- _Exercise instructions_: Search the entries below for "CorrelationIdLayer", and copy each line where it appears.

________________________

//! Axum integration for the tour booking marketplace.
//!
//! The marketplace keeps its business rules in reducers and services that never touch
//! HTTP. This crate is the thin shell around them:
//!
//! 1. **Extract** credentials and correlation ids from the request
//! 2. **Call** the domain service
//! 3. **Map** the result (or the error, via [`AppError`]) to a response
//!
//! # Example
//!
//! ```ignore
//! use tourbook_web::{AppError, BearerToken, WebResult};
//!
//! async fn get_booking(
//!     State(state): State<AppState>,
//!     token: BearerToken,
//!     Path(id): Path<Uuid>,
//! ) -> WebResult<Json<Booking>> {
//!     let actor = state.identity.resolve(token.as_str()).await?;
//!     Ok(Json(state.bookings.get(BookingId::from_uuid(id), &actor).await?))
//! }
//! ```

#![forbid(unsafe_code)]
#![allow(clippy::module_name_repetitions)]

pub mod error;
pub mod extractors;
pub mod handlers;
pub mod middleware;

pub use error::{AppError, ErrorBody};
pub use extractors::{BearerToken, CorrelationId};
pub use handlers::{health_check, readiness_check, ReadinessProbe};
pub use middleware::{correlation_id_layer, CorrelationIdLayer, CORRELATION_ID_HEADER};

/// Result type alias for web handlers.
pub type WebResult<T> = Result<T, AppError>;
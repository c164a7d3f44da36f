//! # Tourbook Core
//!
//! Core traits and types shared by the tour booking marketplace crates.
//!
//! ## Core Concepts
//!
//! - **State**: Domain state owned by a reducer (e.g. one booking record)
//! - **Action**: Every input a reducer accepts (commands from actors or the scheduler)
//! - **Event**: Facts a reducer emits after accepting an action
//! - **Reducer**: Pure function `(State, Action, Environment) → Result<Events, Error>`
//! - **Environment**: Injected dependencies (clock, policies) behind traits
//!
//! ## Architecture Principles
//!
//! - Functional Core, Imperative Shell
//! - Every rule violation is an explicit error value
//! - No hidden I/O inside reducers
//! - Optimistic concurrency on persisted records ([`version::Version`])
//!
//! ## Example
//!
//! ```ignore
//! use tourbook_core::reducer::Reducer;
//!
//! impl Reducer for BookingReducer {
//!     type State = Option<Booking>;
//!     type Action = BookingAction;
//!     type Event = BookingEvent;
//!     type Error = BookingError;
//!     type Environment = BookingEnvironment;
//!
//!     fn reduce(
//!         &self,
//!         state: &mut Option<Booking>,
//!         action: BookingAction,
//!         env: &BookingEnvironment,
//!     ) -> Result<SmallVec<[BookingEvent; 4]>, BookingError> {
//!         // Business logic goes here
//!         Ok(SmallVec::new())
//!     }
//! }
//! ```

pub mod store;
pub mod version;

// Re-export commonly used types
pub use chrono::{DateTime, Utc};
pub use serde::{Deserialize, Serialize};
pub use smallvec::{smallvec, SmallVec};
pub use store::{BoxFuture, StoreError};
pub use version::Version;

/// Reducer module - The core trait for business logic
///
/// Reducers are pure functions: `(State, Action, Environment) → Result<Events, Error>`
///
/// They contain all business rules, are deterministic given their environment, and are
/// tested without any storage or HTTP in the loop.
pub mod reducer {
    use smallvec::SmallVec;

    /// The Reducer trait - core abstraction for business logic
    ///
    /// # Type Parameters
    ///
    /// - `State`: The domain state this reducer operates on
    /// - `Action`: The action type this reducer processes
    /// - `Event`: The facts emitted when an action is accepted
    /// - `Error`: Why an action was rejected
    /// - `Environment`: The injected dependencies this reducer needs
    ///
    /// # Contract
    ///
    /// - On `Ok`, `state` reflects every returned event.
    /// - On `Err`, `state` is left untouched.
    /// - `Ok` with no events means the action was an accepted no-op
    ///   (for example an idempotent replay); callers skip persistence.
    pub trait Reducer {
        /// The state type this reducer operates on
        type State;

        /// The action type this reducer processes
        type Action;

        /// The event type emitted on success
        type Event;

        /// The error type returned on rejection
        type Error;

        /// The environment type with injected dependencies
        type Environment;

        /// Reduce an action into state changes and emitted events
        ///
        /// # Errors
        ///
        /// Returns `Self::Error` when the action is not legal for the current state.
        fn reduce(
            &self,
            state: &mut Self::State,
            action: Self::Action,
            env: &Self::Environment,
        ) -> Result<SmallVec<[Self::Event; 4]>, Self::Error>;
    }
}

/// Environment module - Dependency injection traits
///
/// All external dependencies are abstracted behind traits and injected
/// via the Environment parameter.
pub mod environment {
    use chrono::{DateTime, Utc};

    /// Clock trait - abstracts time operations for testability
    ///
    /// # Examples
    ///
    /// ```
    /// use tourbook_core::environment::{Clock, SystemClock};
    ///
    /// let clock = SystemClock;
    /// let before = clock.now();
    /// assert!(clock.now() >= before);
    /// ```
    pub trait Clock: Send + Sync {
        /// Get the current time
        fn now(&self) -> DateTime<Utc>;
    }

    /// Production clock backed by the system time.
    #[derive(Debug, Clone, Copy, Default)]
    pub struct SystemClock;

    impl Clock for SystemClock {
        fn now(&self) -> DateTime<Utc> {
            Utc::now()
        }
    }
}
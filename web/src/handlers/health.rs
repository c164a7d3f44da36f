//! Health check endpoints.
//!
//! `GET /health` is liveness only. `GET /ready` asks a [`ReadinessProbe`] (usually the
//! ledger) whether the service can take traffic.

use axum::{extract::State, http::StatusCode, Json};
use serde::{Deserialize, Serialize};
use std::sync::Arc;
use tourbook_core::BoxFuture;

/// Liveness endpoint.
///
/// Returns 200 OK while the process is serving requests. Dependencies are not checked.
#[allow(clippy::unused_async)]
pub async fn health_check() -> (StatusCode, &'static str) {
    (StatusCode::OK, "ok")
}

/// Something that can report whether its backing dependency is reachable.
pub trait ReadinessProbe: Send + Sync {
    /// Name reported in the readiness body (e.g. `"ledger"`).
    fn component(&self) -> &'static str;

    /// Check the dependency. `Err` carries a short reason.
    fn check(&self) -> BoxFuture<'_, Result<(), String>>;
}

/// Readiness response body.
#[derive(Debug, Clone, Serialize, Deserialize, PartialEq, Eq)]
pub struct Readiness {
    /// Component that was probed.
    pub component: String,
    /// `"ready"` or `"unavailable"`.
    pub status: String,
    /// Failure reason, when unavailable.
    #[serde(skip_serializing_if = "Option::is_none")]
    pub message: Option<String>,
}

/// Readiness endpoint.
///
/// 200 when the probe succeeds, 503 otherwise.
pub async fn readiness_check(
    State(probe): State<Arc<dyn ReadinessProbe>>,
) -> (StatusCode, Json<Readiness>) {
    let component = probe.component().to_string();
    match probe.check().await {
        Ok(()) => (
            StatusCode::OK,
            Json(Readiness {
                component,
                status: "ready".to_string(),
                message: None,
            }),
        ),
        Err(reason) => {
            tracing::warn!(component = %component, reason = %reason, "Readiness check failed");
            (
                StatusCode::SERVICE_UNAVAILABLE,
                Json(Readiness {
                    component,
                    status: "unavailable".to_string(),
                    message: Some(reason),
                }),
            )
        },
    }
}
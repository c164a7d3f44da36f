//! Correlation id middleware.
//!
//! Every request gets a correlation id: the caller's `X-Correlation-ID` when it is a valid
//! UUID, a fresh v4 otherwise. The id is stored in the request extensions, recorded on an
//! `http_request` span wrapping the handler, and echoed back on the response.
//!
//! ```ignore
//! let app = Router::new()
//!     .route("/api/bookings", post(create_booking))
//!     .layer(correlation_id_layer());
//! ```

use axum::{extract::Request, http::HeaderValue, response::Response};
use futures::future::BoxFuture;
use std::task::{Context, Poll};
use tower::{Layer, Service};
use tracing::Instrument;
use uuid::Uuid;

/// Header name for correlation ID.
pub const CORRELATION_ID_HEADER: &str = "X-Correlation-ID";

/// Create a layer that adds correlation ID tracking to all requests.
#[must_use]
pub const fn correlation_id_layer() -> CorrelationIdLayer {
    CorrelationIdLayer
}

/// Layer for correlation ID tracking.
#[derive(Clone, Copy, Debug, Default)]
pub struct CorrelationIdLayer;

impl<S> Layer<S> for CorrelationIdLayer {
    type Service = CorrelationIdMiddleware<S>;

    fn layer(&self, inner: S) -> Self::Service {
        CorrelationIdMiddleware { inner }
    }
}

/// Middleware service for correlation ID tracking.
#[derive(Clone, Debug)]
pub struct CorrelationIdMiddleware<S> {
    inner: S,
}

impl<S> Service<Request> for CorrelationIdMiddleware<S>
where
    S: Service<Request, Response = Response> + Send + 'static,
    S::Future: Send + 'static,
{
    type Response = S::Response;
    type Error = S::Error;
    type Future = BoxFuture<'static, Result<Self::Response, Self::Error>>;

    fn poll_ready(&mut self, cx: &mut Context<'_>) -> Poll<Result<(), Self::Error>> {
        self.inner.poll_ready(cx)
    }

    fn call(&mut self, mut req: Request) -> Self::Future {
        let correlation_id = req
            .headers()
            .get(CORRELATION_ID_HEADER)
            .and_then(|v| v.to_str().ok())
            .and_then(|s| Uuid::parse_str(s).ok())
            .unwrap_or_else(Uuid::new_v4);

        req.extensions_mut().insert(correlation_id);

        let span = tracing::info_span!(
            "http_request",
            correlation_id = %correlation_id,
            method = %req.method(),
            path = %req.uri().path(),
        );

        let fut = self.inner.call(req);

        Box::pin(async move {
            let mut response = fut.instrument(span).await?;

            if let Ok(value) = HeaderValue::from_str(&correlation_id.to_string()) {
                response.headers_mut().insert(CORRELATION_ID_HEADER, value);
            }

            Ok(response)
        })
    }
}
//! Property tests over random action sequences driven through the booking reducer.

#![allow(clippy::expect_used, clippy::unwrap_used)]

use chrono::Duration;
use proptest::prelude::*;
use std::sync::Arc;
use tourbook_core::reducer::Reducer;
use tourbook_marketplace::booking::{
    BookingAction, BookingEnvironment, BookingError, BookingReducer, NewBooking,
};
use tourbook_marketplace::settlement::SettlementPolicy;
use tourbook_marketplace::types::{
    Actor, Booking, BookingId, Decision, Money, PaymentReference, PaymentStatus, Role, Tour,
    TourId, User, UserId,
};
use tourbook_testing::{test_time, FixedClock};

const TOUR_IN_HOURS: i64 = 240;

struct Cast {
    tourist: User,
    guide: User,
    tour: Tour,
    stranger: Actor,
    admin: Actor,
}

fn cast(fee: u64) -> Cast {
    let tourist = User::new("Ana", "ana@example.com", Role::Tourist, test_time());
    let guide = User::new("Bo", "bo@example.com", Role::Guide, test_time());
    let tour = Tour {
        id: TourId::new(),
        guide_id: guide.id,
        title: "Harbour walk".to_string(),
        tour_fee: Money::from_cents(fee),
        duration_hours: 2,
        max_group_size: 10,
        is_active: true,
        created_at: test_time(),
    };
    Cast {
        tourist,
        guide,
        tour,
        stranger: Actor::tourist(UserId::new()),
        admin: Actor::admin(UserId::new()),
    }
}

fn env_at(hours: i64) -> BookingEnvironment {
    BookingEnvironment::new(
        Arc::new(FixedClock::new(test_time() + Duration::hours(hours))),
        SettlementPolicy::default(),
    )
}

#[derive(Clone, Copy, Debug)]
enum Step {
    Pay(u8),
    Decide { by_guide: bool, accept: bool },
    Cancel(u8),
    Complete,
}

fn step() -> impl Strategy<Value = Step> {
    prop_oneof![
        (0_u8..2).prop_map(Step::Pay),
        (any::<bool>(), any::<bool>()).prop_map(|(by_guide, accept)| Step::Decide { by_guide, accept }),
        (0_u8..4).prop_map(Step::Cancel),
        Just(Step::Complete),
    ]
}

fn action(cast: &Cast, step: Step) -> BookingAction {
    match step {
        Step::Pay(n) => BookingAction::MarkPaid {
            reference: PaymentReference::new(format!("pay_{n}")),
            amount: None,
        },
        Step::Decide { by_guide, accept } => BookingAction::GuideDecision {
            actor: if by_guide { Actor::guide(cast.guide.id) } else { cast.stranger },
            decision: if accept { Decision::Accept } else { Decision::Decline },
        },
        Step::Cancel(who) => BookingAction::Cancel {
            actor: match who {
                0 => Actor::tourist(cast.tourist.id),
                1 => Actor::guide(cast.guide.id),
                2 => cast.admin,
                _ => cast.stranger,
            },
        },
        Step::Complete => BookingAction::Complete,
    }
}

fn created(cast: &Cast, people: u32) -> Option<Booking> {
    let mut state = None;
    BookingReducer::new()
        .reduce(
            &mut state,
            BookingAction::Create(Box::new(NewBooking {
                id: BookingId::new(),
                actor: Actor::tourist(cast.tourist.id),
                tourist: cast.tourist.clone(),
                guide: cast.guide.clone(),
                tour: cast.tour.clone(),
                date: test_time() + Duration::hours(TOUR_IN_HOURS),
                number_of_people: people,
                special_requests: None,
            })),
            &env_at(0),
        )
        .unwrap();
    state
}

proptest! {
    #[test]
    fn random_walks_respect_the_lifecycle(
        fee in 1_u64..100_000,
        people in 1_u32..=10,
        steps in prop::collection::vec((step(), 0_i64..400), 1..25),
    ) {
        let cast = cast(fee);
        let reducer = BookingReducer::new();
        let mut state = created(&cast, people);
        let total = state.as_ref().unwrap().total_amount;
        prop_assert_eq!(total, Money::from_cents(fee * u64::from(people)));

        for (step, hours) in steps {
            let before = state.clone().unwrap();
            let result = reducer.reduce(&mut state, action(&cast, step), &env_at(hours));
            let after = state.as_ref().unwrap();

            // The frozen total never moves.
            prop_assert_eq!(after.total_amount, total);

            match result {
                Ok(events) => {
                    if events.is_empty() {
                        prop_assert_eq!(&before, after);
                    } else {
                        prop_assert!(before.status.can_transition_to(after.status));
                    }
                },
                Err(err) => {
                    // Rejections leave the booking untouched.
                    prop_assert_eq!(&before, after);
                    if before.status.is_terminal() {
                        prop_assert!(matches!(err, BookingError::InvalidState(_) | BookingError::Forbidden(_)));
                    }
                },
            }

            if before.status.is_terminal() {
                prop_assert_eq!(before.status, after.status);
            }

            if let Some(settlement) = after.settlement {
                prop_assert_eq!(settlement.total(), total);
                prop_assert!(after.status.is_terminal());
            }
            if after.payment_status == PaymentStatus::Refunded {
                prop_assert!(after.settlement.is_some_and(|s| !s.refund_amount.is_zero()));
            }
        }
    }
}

________________________

- _Finished exercise_:
pub use middleware::{correlation_id_layer, CorrelationIdLayer, CORRELATION_ID_HEADER};
pub const fn correlation_id_layer() -> CorrelationIdLayer {
    CorrelationIdLayer
pub struct CorrelationIdLayer;
impl<S> Layer<S> for CorrelationIdLayer {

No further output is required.